Weerasak Khobkhet (born October 10, 1973) is a Thai news anchor who currently reads royal news on the National Broadcasting Services of Thailand (NBT) and is known for announcing the Death of Bhumibol Adulyadej Death of Sirikit and Death of Bajrakitiyabha.

== Biography ==
Weerasak was born on 10 October 1973 in Khon Kaen province. He completed his secondary education at Khon Kaen Wittayayon School, earned a bachelor's degree from the Faculty of Humanities and Social Sciences at Khon Kaen University, and a master's degree in political science from the Faculty of Social Sciences at Kasetsart University.

== Career ==
Weerasak has worked as a news anchor since 1994, initially serving as a social and education reporter at Channel 7 before moving to Channel 9, where he worked as an agricultural reporter and youth news anchor.

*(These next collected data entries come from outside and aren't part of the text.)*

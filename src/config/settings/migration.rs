// SPDX-License-Identifier: AGPL-3.0-or-later
// Copyright (C) 2025 Blackman Artificial Intelligence Technologies Inc.

use serde_json::Value;

/// Older files kept the model name at the top level as `model: "<name>"`.
pub(super) fn migrate_on_load(mut value: Value) -> Value {
    if let Some(map) = value.as_object_mut() {
        if let Some(Value::String(name)) = map.get("model").cloned() {
            map.insert(
                "model".to_string(),
                serde_json::json!({ "default_model": name }),
            );
        }
    }
    value
}

/// Deep-merge two JSON values.
/// `base` is existing file content, `overlay` is serialized current struct.
/// Overlay values take priority.
pub(super) fn deep_merge(base: Value, overlay: Value) -> Value {
    match (base, overlay) {
        (Value::Object(mut base_map), Value::Object(overlay_map)) => {
            for (key, overlay_val) in overlay_map {
                let merged = if let Some(base_val) = base_map.remove(&key) {
                    deep_merge(base_val, overlay_val)
                } else {
                    overlay_val
                };
                base_map.insert(key, merged);
            }
            Value::Object(base_map)
        }
        (_base, overlay) => overlay,
    }
}
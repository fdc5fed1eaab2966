// SPDX-License-Identifier: AGPL-3.0-or-later
// Copyright (C) 2025 Blackman Artificial Intelligence Technologies Inc.

//! Format tool. Hands the file to the background formatter and returns.

use async_trait::async_trait;
use serde_json::Value;

use crate::error::Result;
use crate::llm::provider::ToolDefinition;
use crate::tools::formatter::{FormatParser, FormatRequest};
use crate::tools::{required_str, SchemaBuilder, Tool, ToolContext};

use super::{document_key, message};

pub struct FormatCodeTool;

#[async_trait]
impl Tool for FormatCodeTool {
    fn name(&self) -> &str {
        "format_code"
    }

    fn definition(&self) -> ToolDefinition {
        ToolDefinition {
            name: "format_code".to_string(),
            description: "Formats a specific file using the code formatter.".to_string(),
            input_schema: SchemaBuilder::new()
                .string("filename", "Path of the file to format", true)
                .build(),
        }
    }

    fn requires_project(&self) -> bool {
        true
    }

    async fn execute(&self, input: Value, context: &ToolContext) -> Result<Value> {
        let filename = required_str(&input, "filename")?;
        let tree = context.project()?;
        let path = document_key(&*tree, filename)?;
        let code = tree.read_to_string(&path).await?;
        let parser = FormatParser::for_path(&path);

        context.formatter()?.submit(FormatRequest {
            path,
            code,
            parser,
            project: tree,
        })?;
        Ok(message(format!("Formatting request for '{}' sent.", filename)))
    }
}
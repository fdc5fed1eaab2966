// SPDX-License-Identifier: AGPL-3.0-or-later
// Copyright (C) 2025 Blackman Artificial Intelligence Technologies Inc.

//! Tool definition helpers

use serde_json::Value;

use crate::error::{KilnError, Result};
use crate::llm::provider::{ToolDefinition, ToolInputSchema};

/// Helper to create a tool input schema
#[derive(Default)]
pub struct SchemaBuilder {
    properties: serde_json::Map<String, Value>,
    required: Vec<String>,
}

impl SchemaBuilder {
    pub fn new() -> Self {
        Self::default()
    }

    /// Add a string property
    pub fn string(mut self, name: &str, description: &str, required: bool) -> Self {
        self.properties.insert(
            name.to_string(),
            serde_json::json!({
                "type": "string",
                "description": description
            }),
        );
        if required {
            self.required.push(name.to_string());
        }
        self
    }

    pub fn build(self) -> ToolInputSchema {
        ToolInputSchema {
            schema_type: "object".to_string(),
            properties: Value::Object(self.properties),
            required: self.required,
        }
    }
}

/// Definition for a tool that takes no arguments
pub fn no_argument_tool(name: &str, description: &str) -> ToolDefinition {
    ToolDefinition {
        name: name.to_string(),
        description: description.to_string(),
        input_schema: SchemaBuilder::new().build(),
    }
}

/// Fetch a required string argument
pub fn required_str<'a>(input: &'a Value, key: &str) -> Result<&'a str> {
    input
        .get(key)
        .and_then(Value::as_str)
        .ok_or_else(|| KilnError::InvalidInput(format!("'{}' is required", key)))
}
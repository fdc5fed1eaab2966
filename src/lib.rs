// SPDX-License-Identifier: AGPL-3.0-or-later
// Copyright (C) 2025 Blackman Artificial Intelligence Technologies Inc.

//! Kiln - AI coding assistant core.
//!
//! This crate exposes the runtime behind the `kiln` CLI (`src/main.rs`).
//!
//! Architecture highlights:
//! - `chat`: the exchange orchestrator, sessions and streaming accumulation
//! - `llm`: turns, the provider abstraction, Gemini, credential rotation and rate limiting
//! - `tools`: the tool context, registry, executor and built-in tools
//! - `indexer`: the symbol index and JavaScript structure analysis
//! - `store`: persistent key-value storage
//! - `config`, `cli`: settings and command-line surface

pub mod chat;
pub mod cli;
pub mod config;
pub mod error;
pub mod indexer;
pub mod llm;
pub mod store;
pub mod tools;

pub use error::{KilnError, Result};
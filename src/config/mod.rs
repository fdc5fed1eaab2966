// SPDX-License-Identifier: AGPL-3.0-or-later
// Copyright (C) 2025 Blackman Artificial Intelligence Technologies Inc.

//! Configuration module for Kiln
//!
//! Handles loading, saving, and validating user settings.

pub mod settings;

pub use settings::*;
impl GeminiProvider {
    pub fn new() -> Self {
        Self::with_base_url(GEMINI_API_URL)
    }

    /// Create with a custom base URL
    pub fn with_base_url(base_url: impl Into<String>) -> Self {
        Self {
            client: Client::new(),
            base_url: base_url.into().trim_end_matches('/').to_string(),
        }
    }

    fn stream_url(&self, model: &str) -> String {
        format!(
            "{}/models/{}:streamGenerateContent?alt=sse",
            self.base_url, model
        )
    }

    /// Build the request body
    fn build_request(&self, request: &GenerateRequest) -> GeminiRequest {
        let mut tools = Vec::new();
        if !request.tools.is_empty() {
            tools.push(json!({ "functionDeclarations": convert_tools(&request.tools) }));
        }
        if request.web_search {
            tools.push(json!({ "googleSearch": {} }));
        }

        GeminiRequest {
            contents: request.contents.iter().map(convert_turn).collect(),
            system_instruction: request.system.as_ref().map(|text| GeminiContent {
                role: None,
                parts: vec![Part::text(text.clone())],
            }),
            tools,
            safety_settings: SAFETY_CATEGORIES
                .iter()
                .map(|category| SafetySetting {
                    category: category.to_string(),
                    threshold: "BLOCK_MEDIUM_AND_ABOVE".to_string(),
                })
                .collect(),
        }
    }

    /// Parse an error response
    fn parse_error(&self, status: u16, body: &str) -> KilnError {
        let Ok(parsed) = serde_json::from_str::<GeminiErrorBody>(body) else {
            return KilnError::Api(ApiError::ServerError {
                status,
                message: body.to_string(),
            });
        };
        let message = parsed.error.message;
        let error = match (status, parsed.error.status.as_deref()) {
            (401 | 403, _) | (_, Some("PERMISSION_DENIED" | "UNAUTHENTICATED")) => {
                ApiError::AuthenticationFailed
            }
            (400, _) if message.contains("API key") => ApiError::AuthenticationFailed,
            (429, _) | (_, Some("RESOURCE_EXHAUSTED")) => ApiError::RateLimited(message),
            (404, _) | (_, Some("NOT_FOUND")) => ApiError::ModelNotFound(message),
            _ => ApiError::ServerError { status, message },
        };
        KilnError::Api(error)
    }
}

#[async_trait]
impl LlmProvider for GeminiProvider {
    fn name(&self) -> &str {
        "gemini"
    }

    async fn stream_generate(&self, request: GenerateRequest) -> Result<ChunkStream> {
        let body = self.build_request(&request);

        tracing::debug!(
            target: "kiln.llm.gemini",
            model = %request.model,
            turns = request.contents.len(),
            tools = request.tools.len(),
            web_search = request.web_search,
            "starting streamed generation"
        );

        let response = self
            .client
            .post(self.stream_url(&request.model))
            .header("x-goog-api-key", &request.credential)
            .header("content-type", "application/json")
            .json(&body)
            .send()
            .await
            .map_err(|e| KilnError::Api(ApiError::Network(e.to_string())))?;

        let status = response.status().as_u16();
        if !response.status().is_success() {
            let body = response.text().await.unwrap_or_default();
            return Err(self.parse_error(status, &body));
        }

        let chunk_stream = response
            .bytes_stream()
            .map(|result| result.map_err(|e| KilnError::Api(ApiError::StreamError(e.to_string()))))
            .scan(Vec::<u8>::new(), |buffer, result| {
                let bytes = match result {
                    Ok(bytes) => bytes,
                    Err(e) => return futures::future::ready(Some(vec![Err(e)])),
                };

                buffer.extend_from_slice(&bytes);
                let chunks = drain_sse_events(buffer)
                    .iter()
                    .filter_map(|event| parse_sse_event(event))
                    .collect::<Vec<_>>();

                futures::future::ready(Some(chunks))
            })
            .flat_map(futures::stream::iter);

        Ok(Box::pin(chunk_stream))
    }
}

/// Tool turns go over the wire as user turns carrying function responses.
fn convert_turn(turn: &Turn) -> GeminiContent {
    let role = match turn.role {
        Role::User | Role::Tool => "user",
        Role::Model => "model",
    };
    GeminiContent {
        role: Some(role.to_string()),
        parts: turn.parts.clone(),
    }
}

fn convert_tools(tools: &[ToolDefinition]) -> Vec<Value> {
    tools
        .iter()
        .map(|t| {
            let mut decl = json!({
                "name": t.name,
                "description": t.description,
            });
            let has_properties = t
                .input_schema
                .properties
                .as_object()
                .is_some_and(|p| !p.is_empty());
            if has_properties {
                decl["parameters"] = uppercase_types(json!({
                    "type": t.input_schema.schema_type,
                    "properties": t.input_schema.properties,
                    "required": t.input_schema.required,
                }));
            }
            decl
        })
        .collect()
}
// SPDX-License-Identifier: AGPL-3.0-or-later
// Copyright (C) 2025 Blackman Artificial Intelligence Technologies Inc.

//! LLM Provider trait and related types
//!
//! A provider turns one [`GenerateRequest`] into a stream of
//! [`StreamChunk`]s. The request carries the whole history, so a provider
//! holds no conversation state and a session rebuild is just a new request.

use async_trait::async_trait;
use futures::Stream;
use serde::{Deserialize, Serialize};
use std::pin::Pin;

use crate::error::Result;
use crate::llm::message::{FunctionCall, Turn};

/// Stream of chunks produced by a provider
pub type ChunkStream = Pin<Box<dyn Stream<Item = Result<StreamChunk>> + Send>>;

/// Main trait for model backends
#[async_trait]
pub trait LlmProvider: Send + Sync {
    /// Provider name used in logs
    fn name(&self) -> &str;

    /// Start a streamed generation. Errors returned here, or yielded by the
    /// stream, are model-call failures.
    async fn stream_generate(&self, request: GenerateRequest) -> Result<ChunkStream>;
}

/// One streamed generation request
#[derive(Debug, Clone)]
pub struct GenerateRequest {
    /// Credential used for this call
    pub credential: String,

    /// Model identifier
    pub model: String,

    /// System instruction
    pub system: Option<String>,

    /// Function declarations offered to the model
    pub tools: Vec<ToolDefinition>,

    /// Enable the provider's grounded web search
    pub web_search: bool,

    /// Full conversation, oldest first, ending with the prompt turn
    pub contents: Vec<Turn>,
}

impl GenerateRequest {
    pub fn new(credential: impl Into<String>, model: impl Into<String>, contents: Vec<Turn>) -> Self {
        Self {
            credential: credential.into(),
            model: model.into(),
            system: None,
            tools: vec![],
            web_search: false,
            contents,
        }
    }

    /// Set the system instruction
    pub fn with_system(mut self, system: impl Into<String>) -> Self {
        self.system = Some(system.into());
        self
    }

    /// Set tools
    pub fn with_tools(mut self, tools: Vec<ToolDefinition>) -> Self {
        self.tools = tools;
        self
    }

    pub fn with_web_search(mut self, enabled: bool) -> Self {
        self.web_search = enabled;
        self
    }
}

/// An incremental piece of a model turn
#[derive(Debug, Clone, Default, PartialEq)]
pub struct StreamChunk {
    /// Text delta
    pub text: String,

    /// Function calls completed in this chunk
    pub function_calls: Vec<FunctionCall>,

    /// Set on the final chunk
    pub finish_reason: Option<FinishReason>,
}

impl StreamChunk {
    pub fn text(text: impl Into<String>) -> Self {
        Self {
            text: text.into(),
            ..Default::default()
        }
    }

    pub fn call(call: FunctionCall) -> Self {
        Self {
            function_calls: vec![call],
            ..Default::default()
        }
    }

    pub fn finished(reason: FinishReason) -> Self {
        Self {
            finish_reason: Some(reason),
            ..Default::default()
        }
    }
}

/// Why the model stopped generating
#[derive(Debug, Clone, PartialEq, Eq)]
pub enum FinishReason {
    /// Natural end of turn
    Stop,
    /// Hit the output token limit
    MaxTokens,
    /// Stopped by a safety filter
    Safety,
    /// Anything else the provider reports
    Other(String),
}

impl FinishReason {
    pub fn from_wire(reason: &str) -> Self {
        match reason {
            "STOP" => FinishReason::Stop,
            "MAX_TOKENS" => FinishReason::MaxTokens,
            "SAFETY" => FinishReason::Safety,
            other => FinishReason::Other(other.to_string()),
        }
    }
}

/// Tool definition for the model
#[derive(Debug, Clone, Serialize, Deserialize)]
pub struct ToolDefinition {
    /// Tool name
    pub name: String,

    /// Tool description
    pub description: String,

    /// Input schema (JSON Schema)
    pub input_schema: ToolInputSchema,
}

/// Input schema for a tool
#[derive(Debug, Clone, Serialize, Deserialize)]
pub struct ToolInputSchema {
    /// Schema type (always "object")
    #[serde(rename = "type")]
    pub schema_type: String,

    /// Property definitions
    pub properties: serde_json::Value,

    /// Required properties
    #[serde(default, skip_serializing_if = "Vec::is_empty")]
    pub required: Vec<String>,
}
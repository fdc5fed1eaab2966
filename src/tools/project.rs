// SPDX-License-Identifier: AGPL-3.0-or-later
// Copyright (C) 2025 Blackman Artificial Intelligence Technologies Inc.

//! Project tree store
//!
//! All tool paths are relative to the bound project root. The tree offers
//! read, write, delete, create-directory and recursive listing; moves are
//! built on top as copy-then-delete.

use async_trait::async_trait;
use std::path::{Component, Path, PathBuf};
use walkdir::WalkDir;

use crate::error::{KilnError, Result};

/// Kind of an entry in the tree
#[derive(Debug, Clone, Copy, PartialEq, Eq)]
pub enum EntryKind {
    File,
    Directory,
}

/// One entry from a recursive listing
#[derive(Debug, Clone, PartialEq, Eq)]
pub struct TreeEntry {
    /// Root-relative path with `/` separators
    pub path: String,
    pub kind: EntryKind,
}

impl TreeEntry {
    pub fn name(&self) -> &str {
        self.path.rsplit('/').next().unwrap_or(&self.path)
    }
}

/// Hierarchical, path-addressed storage for the open project
#[async_trait]
pub trait ProjectTree: Send + Sync {
    /// Display name of the root folder
    fn root_name(&self) -> String;

    /// Absolute location of the root, when backed by a real directory
    fn root_path(&self) -> Option<&Path> {
        None
    }

    async fn read(&self, path: &str) -> Result<Vec<u8>>;

    /// Create the file (and missing parent folders) or replace its content
    async fn write(&self, path: &str, content: &[u8]) -> Result<()>;

    async fn delete_file(&self, path: &str) -> Result<()>;

    /// Remove a folder and everything under it
    async fn delete_dir(&self, path: &str) -> Result<()>;

    /// Create a folder, including missing intermediate folders
    async fn create_dir(&self, path: &str) -> Result<()>;

    async fn kind(&self, path: &str) -> Result<Option<EntryKind>>;

    /// Every entry below the root, depth-first, siblings ordered by name
    async fn list(&self) -> Result<Vec<TreeEntry>>;

    async fn read_to_string(&self, path: &str) -> Result<String> {
        let bytes = self.read(path).await?;
        String::from_utf8(bytes)
            .map_err(|_| KilnError::ToolEffect(format!("File '{}' is not valid UTF-8 text.", path)))
    }
}

/// Normalize a tool-supplied path to root-relative `a/b/c` form.
///
/// Empty and `.` segments are dropped, a leading `/` is ignored and an
/// absolute path under `root` is made relative. `..` is rejected.
pub fn normalize_path(path: &str, root: Option<&Path>) -> Result<String> {
    let mut candidate = path.trim().replace('\\', "/");

    if let Some(root) = root {
        let root_str = root.to_string_lossy().replace('\\', "/");
        let root_str = root_str.trim_end_matches('/');
        if !root_str.is_empty() {
            if let Some(rest) = candidate.strip_prefix(root_str) {
                if rest.is_empty() || rest.starts_with('/') {
                    candidate = rest.to_string();
                }
            }
        }
    }

    let mut segments = Vec::new();
    for segment in candidate.split('/') {
        match segment {
            "" | "." => continue,
            ".." => {
                return Err(KilnError::ToolEffect(format!(
                    "Path '{}' escapes the project root.",
                    path
                )))
            }
            s => segments.push(s),
        }
    }
    Ok(segments.join("/"))
}

/// A project tree backed by a local directory
#[derive(Debug, Clone)]
pub struct FsProjectTree {
    root: PathBuf,
}

impl FsProjectTree {
    /// Bind to an existing directory
    pub fn open(root: impl Into<PathBuf>) -> Result<Self> {
        let root = root.into();
        if !root.is_dir() {
            return Err(KilnError::InvalidInput(format!(
                "'{}' is not a directory",
                root.display()
            )));
        }
        let root = root.canonicalize()?;
        Ok(Self { root })
    }

    /// Resolve a tool path to an absolute location under the root
    pub fn resolve(&self, path: &str) -> Result<PathBuf> {
        let relative = normalize_path(path, Some(&self.root))?;
        let mut resolved = self.root.clone();
        for component in Path::new(&relative).components() {
            match component {
                Component::Normal(part) => resolved.push(part),
                _ => {
                    return Err(KilnError::ToolEffect(format!(
                        "Invalid path '{}'.",
                        path
                    )))
                }
            }
        }
        Ok(resolved)
    }

    fn resolve_entry(&self, path: &str) -> Result<PathBuf> {
        let resolved = self.resolve(path)?;
        if resolved == self.root {
            return Err(KilnError::ToolEffect(
                "Invalid path provided. Cannot operate on the project root.".to_string(),
            ));
        }
        Ok(resolved)
    }
}

fn not_found(what: &str, path: &str) -> KilnError {
    KilnError::ToolEffect(format!("{} '{}' not found.", what, path))
}

#[async_trait]
impl ProjectTree for FsProjectTree {
    fn root_name(&self) -> String {
        self.root
            .file_name()
            .map(|n| n.to_string_lossy().to_string())
            .unwrap_or_else(|| self.root.display().to_string())
    }

    fn root_path(&self) -> Option<&Path> {
        Some(&self.root)
    }

    async fn read(&self, path: &str) -> Result<Vec<u8>> {
        let resolved = self.resolve_entry(path)?;
        if !resolved.is_file() {
            return Err(not_found("File", path));
        }
        Ok(tokio::fs::read(&resolved).await?)
    }

    async fn write(&self, path: &str, content: &[u8]) -> Result<()> {
        let resolved = self.resolve_entry(path)?;
        if resolved.is_dir() {
            return Err(KilnError::ToolEffect(format!(
                "'{}' is a folder, not a file.",
                path
            )));
        }
        if let Some(parent) = resolved.parent() {
            tokio::fs::create_dir_all(parent).await?;
        }
        tokio::fs::write(&resolved, content).await?;
        Ok(())
    }

    async fn delete_file(&self, path: &str) -> Result<()> {
        let resolved = self.resolve_entry(path)?;
        if !resolved.is_file() {
            return Err(not_found("File", path));
        }
        tokio::fs::remove_file(&resolved).await?;
        Ok(())
    }

    async fn delete_dir(&self, path: &str) -> Result<()> {
        let resolved = self.resolve_entry(path)?;
        if !resolved.is_dir() {
            return Err(not_found("Folder", path));
        }
        tokio::fs::remove_dir_all(&resolved).await?;
        Ok(())
    }

    async fn create_dir(&self, path: &str) -> Result<()> {
        let resolved = self.resolve_entry(path)?;
        if resolved.is_file() {
            return Err(KilnError::ToolEffect(format!(
                "'{}' already exists as a file.",
                path
            )));
        }
        tokio::fs::create_dir_all(&resolved).await?;
        Ok(())
    }

    async fn kind(&self, path: &str) -> Result<Option<EntryKind>> {
        let resolved = self.resolve(path)?;
        let kind = if resolved.is_dir() {
            Some(EntryKind::Directory)
        } else if resolved.is_file() {
            Some(EntryKind::File)
        } else {
            None
        };
        Ok(kind)
    }

    async fn list(&self) -> Result<Vec<TreeEntry>> {
        let mut entries = Vec::new();
        for entry in WalkDir::new(&self.root)
            .min_depth(1)
            .follow_links(false)
            .sort_by_file_name()
        {
            let entry = match entry {
                Ok(entry) => entry,
                Err(e) => {
                    tracing::warn!(target: "kiln.tools", error = %e, "skipping unreadable entry");
                    continue;
                }
            };
            let kind = if entry.file_type().is_dir() {
                EntryKind::Directory
            } else if entry.file_type().is_file() {
                EntryKind::File
            } else {
                continue;
            };
            let Ok(relative) = entry.path().strip_prefix(&self.root) else {
                continue;
            };
            let path = relative
                .components()
                .map(|c| c.as_os_str().to_string_lossy())
                .collect::<Vec<_>>()
                .join("/");
            entries.push(TreeEntry { path, kind });
        }
        Ok(entries)
    }
}
// SPDX-License-Identifier: AGPL-3.0-or-later
// Copyright (C) 2025 Blackman Artificial Intelligence Technologies Inc.

//! JavaScript structure analysis tool

use async_trait::async_trait;
use serde_json::{json, Value};

use crate::error::{KilnError, Result};
use crate::indexer::javascript;
use crate::llm::provider::ToolDefinition;
use crate::tools::{required_str, SchemaBuilder, Tool, ToolContext};

pub struct AnalyzeCodeTool;

#[async_trait]
impl Tool for AnalyzeCodeTool {
    fn name(&self) -> &str {
        "analyze_code"
    }

    fn definition(&self) -> ToolDefinition {
        ToolDefinition {
            name: "analyze_code".to_string(),
            description: "Analyzes the structure of a JavaScript file (.js) using an AST parser. CRITICAL: Use this tool for analyzing JavaScript code structure. For reading other file types like HTML, CSS, or plain text, use the 'read_file' tool instead.".to_string(),
            input_schema: SchemaBuilder::new()
                .string("filename", "Path of the .js file", true)
                .build(),
        }
    }

    fn requires_project(&self) -> bool {
        true
    }

    async fn execute(&self, input: Value, context: &ToolContext) -> Result<Value> {
        let filename = required_str(&input, "filename")?;
        if !filename.ends_with(".js") {
            return Err(KilnError::ToolPrecondition(
                "This tool can only analyze .js files. Use read_file for others.".to_string(),
            ));
        }
        let source = context.project()?.read_to_string(filename).await?;
        let analysis = javascript::analyze(&source)?;
        Ok(json!({ "analysis": analysis }))
    }
}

He later left the industry for a period to work as a flight attendant for Thai Airways before returning to news anchoring at the National Broadcasting Services of Thailand in 2006, where he has remained since.

== Personal life ==
Weerasak Khobkhet was known for his loyalty to Bhumibol Adulyadej and was reported to have shed tears during the broadcast announcing his death. Despite this, many viewers praised his professionalism during the announcement.